Does their timing fit that reading? Partly; cross-referencing all 212 sentinel transitions against GPS status reports (Notice Advisory to Navstar Users—NANU) finds no statistically significant correlation with satellite lifecycle events: the match rate is no better than chance (p = 0.87), and most sentinel windows come and go without any corresponding public notice.22 However, there are instances that match the expected use of the placeholder sentinel. The Block IIA satellite broadcasting as PRN 25 was decommissioned in December 2009.23 By February 2010, the slot was broadcasting all-¬. Its replacement, the first Block IIF, launched in May 2010, began pre-commissioning tests in August and also broadcast the all-¬ sentinel for several days before being declared usable at the end of August.24 Whatever the general rule, the PRN 25 story reads exactly like a placeholder: when no operational payload is loaded, the field broadcasts the sentinel.

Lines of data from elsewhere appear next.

//! Toe-off timing corrections for metatarsal marker substitutes.
//!
//! When a trial has no true toe marker, the metatarsal marker stands in for
//! it and the raw peak timing on its height signal lags true toe-off. Two
//! alternative post-hoc refinements compensate:
//!
//! - **EricLauren**: scan forward from each candidate on the toe vertical
//!   velocity until it exceeds a threshold; the crossing becomes the event.
//! - **Vu**: extrapolate each candidate forward along the local velocity
//!   slope toward the nearest later velocity maximum.
//!
//! Both are pure functions of the candidate list, the toe height signal, and
//! the sampling rate; no state is shared between calls.

use serde::{Deserialize, Serialize};

use crate::signal::{derivative, find_peaks, Peak};
use crate::types::GaitResult;

/// Tunable parameters for the correction strategies.
///
/// Every threshold lives on an explicit config so it is testable and
/// overridable per call.
#[derive(Debug, Clone, Serialize, Deserialize)]
pub struct CorrectionConfig {
    /// Toe vertical velocity (units/s) above which the foot is considered
    /// to have left the ground. Used by EricLauren.
    pub velocity_threshold: f64,
    /// Multiplicative gain applied to the local velocity slope when
    /// extrapolating a refined index. Used by Vu.
    pub extrapolation_gain: f64,
    /// Maximum lead time (seconds) between a raw candidate and the next
    /// velocity maximum for the Vu extrapolation to apply; farther maxima
    /// leave the raw index unchanged.
    pub max_peak_lead_s: f64,
}

impl Default for CorrectionConfig {
    fn default() -> Self {
        Self {
            velocity_threshold: 0.2,
            extrapolation_gain: 100.0,
            max_peak_lead_s: 0.2,
        }
    }
}

/// EricLauren correction: velocity-threshold crossing.
///
/// For each raw candidate, the first sample at or after its index where the
/// toe vertical velocity exceeds `velocity_threshold` becomes the corrected
/// index; the candidate value is unchanged. A candidate with no crossing
/// before signal end has no defensible corrected position and contributes
/// nothing.
pub fn eric_lauren(
    candidates: &[Peak],
    toe_marker_y: &[f64],
    fs: f64,
    config: &CorrectionConfig,
) -> Vec<Peak> {
    let velocity = derivative(toe_marker_y, fs);

    let mut refined = Vec::with_capacity(candidates.len());
    for candidate in candidates {
        let crossing = (candidate.index..velocity.len())
            .find(|&g| velocity[g] > config.velocity_threshold);
        if let Some(index) = crossing {
            refined.push(Peak {
                index,
                value: candidate.value,
            });
        }
    }
    retain_strictly_increasing(refined)
}

/// Vu correction: slope extrapolation toward the next velocity maximum.
///
/// The last raw candidate is always dropped. For each remaining candidate,
/// the nearest later local maximum of the toe velocity is located; when it
/// lies within `max_peak_lead_s * fs` samples, the corrected index is the
/// raw index shifted by `extrapolation_gain * slope` (slope between the
/// candidate and that maximum, truncated toward zero and clamped into the
/// signal range). Otherwise, including when no later maximum exists, the
/// raw index is kept.
pub fn vu(
    candidates: &[Peak],
    toe_marker_y: &[f64],
    fs: f64,
    config: &CorrectionConfig,
) -> GaitResult<Vec<Peak>> {
    if candidates.len() < 2 {
        return Ok(Vec::new());
    }

    let velocity = derivative(toe_marker_y, fs);
    let velocity_peaks = find_peaks(&velocity, 1, 0.0, f64::INFINITY)?;
    let window = config.max_peak_lead_s * fs;
    let last_frame = toe_marker_y.len() as isize - 1;

    let mut refined = Vec::with_capacity(candidates.len() - 1);
    for candidate in &candidates[..candidates.len() - 1] {
        let next_max = velocity_peaks.iter().find(|p| p.index > candidate.index);
        let index = match next_max {
            Some(peak) if ((peak.index - candidate.index) as f64) < window => {
                let gap = (peak.index - candidate.index) as f64;
                let slope = (velocity[peak.index] - velocity[candidate.index]) / gap;
                let shift = (config.extrapolation_gain * slope) as isize;
                (candidate.index as isize + shift).clamp(0, last_frame) as usize
            }
            _ => candidate.index,
        };
        refined.push(Peak {
            index,
            value: candidate.value,
        });
    }
    Ok(retain_strictly_increasing(refined))
}

/// Drop any refined candidate whose index does not strictly exceed its
/// predecessor's, preserving the strict-increase invariant of event lists.
pub(crate) fn retain_strictly_increasing(peaks: Vec<Peak>) -> Vec<Peak> {
    let mut out: Vec<Peak> = Vec::with_capacity(peaks.len());
    for peak in peaks {
        match out.last() {
            Some(last) if peak.index <= last.index => {}
            _ => out.push(peak),
        }
    }
    out
}

#[cfg(test)]
mod tests {
    use super::*;

    fn peak(index: usize, value: f64) -> Peak {
        Peak { index, value }
    }

    /// Build a height signal whose forward-difference velocity matches
    /// `velocity` at fs = 100 Hz.
    fn height_from_velocity(velocity: &[f64]) -> Vec<f64> {
        let mut y = vec![0.0];
        for &v in velocity {
            let next = y.last().copied().unwrap_or(0.0) + v / 100.0;
            y.push(next);
        }
        y
    }

    #[test]
    fn test_eric_lauren_moves_to_first_crossing() {
        // Flat toe height for 10 frames, then a steady rise: velocity is
        // 0 until index 9, then 1.0 units/s.
        let mut toe_y = vec![0.1; 10];
        for i in 0..20 {
            toe_y.push(0.1 + 0.01 * (i + 1) as f64);
        }
        let config = CorrectionConfig::default();
        let refined = eric_lauren(&[peak(5, -0.1)], &toe_y, 100.0, &config);

        assert_eq!(refined.len(), 1);
        assert_eq!(refined[0].index, 9);
        assert_eq!(refined[0].value, -0.1);
    }

    #[test]
    fn test_eric_lauren_drops_candidate_without_crossing() {
        // Toe height never rises: no crossing, candidate contributes nothing.
        let toe_y = vec![0.1; 30];
        let config = CorrectionConfig::default();
        let refined = eric_lauren(&[peak(5, -0.1)], &toe_y, 100.0, &config);
        assert!(refined.is_empty());
    }

    #[test]
    fn test_eric_lauren_deduplicates_shared_crossing() {
        // Two candidates ahead of the same single rise both map to frame 9;
        // only the first survives the monotonicity pass.
        let mut toe_y = vec![0.1; 10];
        for i in 0..20 {
            toe_y.push(0.1 + 0.01 * (i + 1) as f64);
        }
        let config = CorrectionConfig::default();
        let refined = eric_lauren(&[peak(3, -0.1), peak(6, -0.2)], &toe_y, 100.0, &config);
        assert_eq!(refined.len(), 1);
        assert_eq!(refined[0].index, 9);
    }

    #[test]
    fn test_vu_extrapolates_along_slope() {
        // Velocity ramps to a strict maximum at index 8 while the candidate
        // sits at index 5 where velocity is 0. All values are dyadic
        // fractions so the slope arithmetic is exact: slope to the maximum
        // is 0.78125 per sample, and gain 100 shifts the index by 78.
        let step = 0.78125;
        let mut velocity = vec![0.0; 6];
        velocity.extend([step, 2.0 * step, 3.0 * step, 2.0 * step, step]);
        velocity.extend(vec![0.0; 88]);
        let toe_y = height_from_velocity(&velocity);

        let config = CorrectionConfig::default();
        let refined = vu(&[peak(5, -0.1), peak(95, -0.2)], &toe_y, 100.0, &config).unwrap();

        assert_eq!(refined.len(), 1);
        assert_eq!(refined[0].index, 5 + 78);
        assert_eq!(refined[0].value, -0.1);
    }

    #[test]
    fn test_vu_keeps_raw_index_when_maximum_is_far() {
        // Velocity maximum 51 samples after the candidate, beyond the
        // 0.2 s * 100 Hz window: the raw index is kept.
        let mut velocity = vec![0.0; 55];
        velocity.extend([0.3, 0.6, 0.3]);
        velocity.extend(vec![0.0; 10]);
        let toe_y = height_from_velocity(&velocity);

        let config = CorrectionConfig::default();
        let refined = vu(&[peak(5, -0.1), peak(60, -0.2)], &toe_y, 100.0, &config).unwrap();

        assert_eq!(refined.len(), 1);
        assert_eq!(refined[0].index, 5);
    }

    #[test]
    fn test_vu_without_any_velocity_maximum() {
        // Strictly linear rise: the velocity is constant, so there is no
        // interior maximum and every processed candidate keeps its index.
        let toe_y: Vec<f64> = (0..40).map(|i| 0.01 * i as f64).collect();
        let config = CorrectionConfig::default();
        let refined = vu(&[peak(5, -0.1), peak(20, -0.2)], &toe_y, 100.0, &config).unwrap();
        assert_eq!(refined.len(), 1);
        assert_eq!(refined[0].index, 5);
    }

    #[test]
    fn test_vu_drops_last_and_handles_short_lists() {
        let toe_y = vec![0.1; 30];
        let config = CorrectionConfig::default();
        assert!(vu(&[], &toe_y, 100.0, &config).unwrap().is_empty());
        assert!(vu(&[peak(5, -0.1)], &toe_y, 100.0, &config)
            .unwrap()
            .is_empty());
    }

    #[test]
    fn test_retain_strictly_increasing() {
        let peaks = vec![peak(3, 0.1), peak(3, 0.2), peak(2, 0.3), peak(7, 0.4)];
        let kept = retain_strictly_increasing(peaks);
        assert_eq!(
            kept.iter().map(|p| p.index).collect::<Vec<_>>(),
            vec![3, 7]
        );
    }
}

In a corpus where messages are replaced and never repeated, the sentinels are the only payloads that recur. Every other unique 176-bit message in the dataset appears in no more than two calendar months for any given PRN. The sentinels persist for years.25 So, messages are replaced, never repeated—except the sentinels.

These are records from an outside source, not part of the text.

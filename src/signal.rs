//! Generic numeric primitives for gait-event detection.
//!
//! This module provides the low-level signal operations every detection
//! method composes:
//! - Peak finding with minimum-separation and height-band constraints
//! - Discrete differentiation (forward finite difference)
//! - Vector-angle computation for the pelvis plausibility filter
//! - Centered moving-average smoothing for velocity signals
//!
//! All operations are pure functions over in-memory slices. No I/O, no
//! shared state, no allocation beyond the returned vectors.

use std::cmp::Ordering;

use crate::types::{GaitError, GaitResult};

/// A candidate event produced by raw peak detection: a frame index and the
/// signal amplitude at that frame.
#[derive(Debug, Clone, Copy, PartialEq)]
pub struct Peak {
    /// Frame index of the peak (0-based, always within the signal).
    pub index: usize,
    /// Signal amplitude at the peak. May be sign-inverted relative to the
    /// raw marker signal when detection ran on a negated signal.
    pub value: f64,
}

/// Find local maxima of `signal` within an inclusive height band, at least
/// `min_distance` samples apart.
///
/// A sample is a candidate when it strictly exceeds both neighbors and its
/// value lies in `[height_lo, height_hi]`. An exactly flat plateau has no
/// such sample and yields no candidate; measured float signals do not hold
/// exact ties across frames. The minimum-distance constraint is enforced by
/// priority: candidates are visited in order of descending height, and each
/// accepted peak suppresses every remaining candidate closer than
/// `min_distance` samples, so when two candidates fall inside one window
/// the higher survives. Equal heights tie-break toward the lower index. The
/// returned peaks are sorted by index.
///
/// Fails with `EmptySignal` on zero-length input.
pub fn find_peaks(
    signal: &[f64],
    min_distance: usize,
    height_lo: f64,
    height_hi: f64,
) -> GaitResult<Vec<Peak>> {
    if signal.is_empty() {
        return Err(GaitError::EmptySignal);
    }

    let mut candidates: Vec<Peak> = Vec::new();
    for i in 1..signal.len().saturating_sub(1) {
        let v = signal[i];
        if v > signal[i - 1] && v > signal[i + 1] && v >= height_lo && v <= height_hi {
            candidates.push(Peak { index: i, value: v });
        }
    }

    if min_distance > 1 && candidates.len() > 1 {
        // Visit candidates from highest to lowest; an accepted peak knocks
        // out everything within min_distance of it.
        let mut priority: Vec<usize> = (0..candidates.len()).collect();
        priority.sort_by(|&a, &b| {
            candidates[b]
                .value
                .partial_cmp(&candidates[a].value)
                .unwrap_or(Ordering::Equal)
                .then(candidates[a].index.cmp(&candidates[b].index))
        });

        let mut keep = vec![true; candidates.len()];
        for &k in &priority {
            if !keep[k] {
                continue;
            }
            let center = candidates[k].index;
            for (j, cand) in candidates.iter().enumerate() {
                if j != k && keep[j] && cand.index.abs_diff(center) < min_distance {
                    keep[j] = false;
                }
            }
        }

        candidates = candidates
            .into_iter()
            .zip(keep)
            .filter_map(|(peak, kept)| kept.then_some(peak))
            .collect();
    }

    Ok(candidates)
}

/// Forward finite difference scaled by the sampling rate.
///
/// Output length is `signal.len() - 1` (empty for inputs shorter than two
/// samples). Units: signal units per second.
pub fn derivative(signal: &[f64], fs: f64) -> Vec<f64> {
    signal.windows(2).map(|w| (w[1] - w[0]) * fs).collect()
}

/// Angle between two 2D vectors in degrees, in `[0, 180]`.
///
/// Returns 0.0 when either vector's norm is below 1e-12 (degenerate-vector
/// guard, avoids division by zero on coincident pelvis markers).
pub fn vector_angle_deg(v1: [f64; 2], v2: [f64; 2]) -> f64 {
    let norm1 = (v1[0] * v1[0] + v1[1] * v1[1]).sqrt();
    let norm2 = (v2[0] * v2[0] + v2[1] * v2[1]).sqrt();
    if norm1 < 1e-12 || norm2 < 1e-12 {
        return 0.0;
    }
    let dot = v1[0] * v2[0] + v1[1] * v2[1];
    let cos = (dot / (norm1 * norm2)).clamp(-1.0, 1.0);
    cos.acos().to_degrees()
}

/// Centered moving average with shrinking windows at the signal edges.
///
/// Output length equals input length. A `window` of 0 or 1 returns the
/// signal unchanged.
pub fn moving_average(signal: &[f64], window: usize) -> Vec<f64> {
    if window <= 1 {
        return signal.to_vec();
    }
    let half = window / 2;
    (0..signal.len())
        .map(|i| {
            let lo = i.saturating_sub(half);
            let hi = (i + half + 1).min(signal.len());
            signal[lo..hi].iter().sum::<f64>() / (hi - lo) as f64
        })
        .collect()
}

The sentinel era also has a sharp ending. On July 22, 2020, twenty-nine satellites flashed the all-¬ sentinel within a single day, entering over a few hours and exiting together before midnight. No sentinel has been observed anywhere in the constellation since, and no NANU describes the event.26

Why a system would broadcast a no payload loaded placeholder at all, and to what kind of receiver, needs the operational context that the rest of this article rests on.

Why GPS Carries Encrypted Signals—and What That Costs to Run

GPS broadcasts more than the open civilian C/A code. Since the activation of Anti-Spoofing in early 1994, the constellation has carried encrypted military signals on the same frequencies: the Y-Code (the encrypted form of the precision P-Code on L1 and L2)27 and, on modernized satellites, the newer M-Code introduced with the GPS IIR-M block from 2005 onwards.28 These signals provide authorized receivers with jamming and spoofing resistance that civilian users do not have. The separation between open and encrypted signals also allows the operator to degrade the accuracy of civilian receivers while maintaining the precision of authorized ones.

Encrypted signals need keys. Authorized receivers built since the late 1990s integrate a tamper-resistant cryptographic module called the Selective Availability Anti-Spoofing Module (SAASM)—the cryptographic basis of in-service infantry units such as the Defense Advanced GPS Receiver (DAGR).29 The SAASM holds a cryptographic key that lets the receiver lock onto the encrypted signal; without a current key, the receiver falls back to the unencrypted C/A code that anyone can track.

Keys do not sit still. To limit the damage from any single compromise, operational keys rotate on a schedule that, depending on the key class, can be as short as a single day. Every receiver in service—and the U.S. military operates them in the hundreds of thousands, across every theatre, vehicle platform, weapon system, and aircraft—needs each new key before its current one expires. For most of GPS’s history, that meant physical key-fill: specialized loader devices had to be carried to each receiver, plugged in, and used to push the new key into the SAASM module. The keys themselves were distributed through NSA secure-courier channels.30 The logistics were demanding even in peacetime; in deployment, units that missed a key-fill window lost access to the encrypted signal until they could be reached again.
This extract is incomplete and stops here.